§ Work to be completed
Return every line below exactly, without dropping any.

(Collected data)

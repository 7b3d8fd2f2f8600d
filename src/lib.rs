// src/lib.rs

//! Prospector Library
//!
//! Streams Common Crawl WET archives, extracts business contact signals
//! (emails, headquarters address, industry, company size, country) per
//! page, and emits one NDJSON record per discovered email.

pub mod error;
pub mod fetch;
pub mod locale;
pub mod models;
pub mod pipeline;
pub mod services;
pub mod wet;
// src/models/mod.rs

//! Domain models for the extraction pipeline.
//!
//! This module contains all data structures used throughout the application,
//! organized by their primary purpose.

mod config;
mod lead;
mod record;

// Re-export all public types
pub use config::{Config, FetchConfig, PathsConfig, PipelineConfig};
pub use lead::Lead;
pub use record::{ExtractionResult, PageRecord, SizeBucket};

§ Solution
repository 7b3d8fd2f2f8600d
filename src/lib.rs
// src/lib.rs

//! Prospector Library
//!
//! Streams Common Crawl WET archives, extracts business contact signals
//! (emails, headquarters address, industry, company size, country) per
//! page, and emits one NDJSON record per discovered email.

pub mod error;
pub mod fetch;
pub mod locale;
pub mod models;
pub mod pipeline;
pub mod services;
pub mod wet;
// src/models/mod.rs

//! Domain models for the extraction pipeline.
//!
//! This module contains all data structures used throughout the application,
//! organized by their primary purpose.

mod config;
mod lead;
mod record;

// Re-export all public types
pub use config::{Config, FetchConfig, PathsConfig, PipelineConfig};
pub use lead::Lead;
pub use record::{ExtractionResult, PageRecord, SizeBucket};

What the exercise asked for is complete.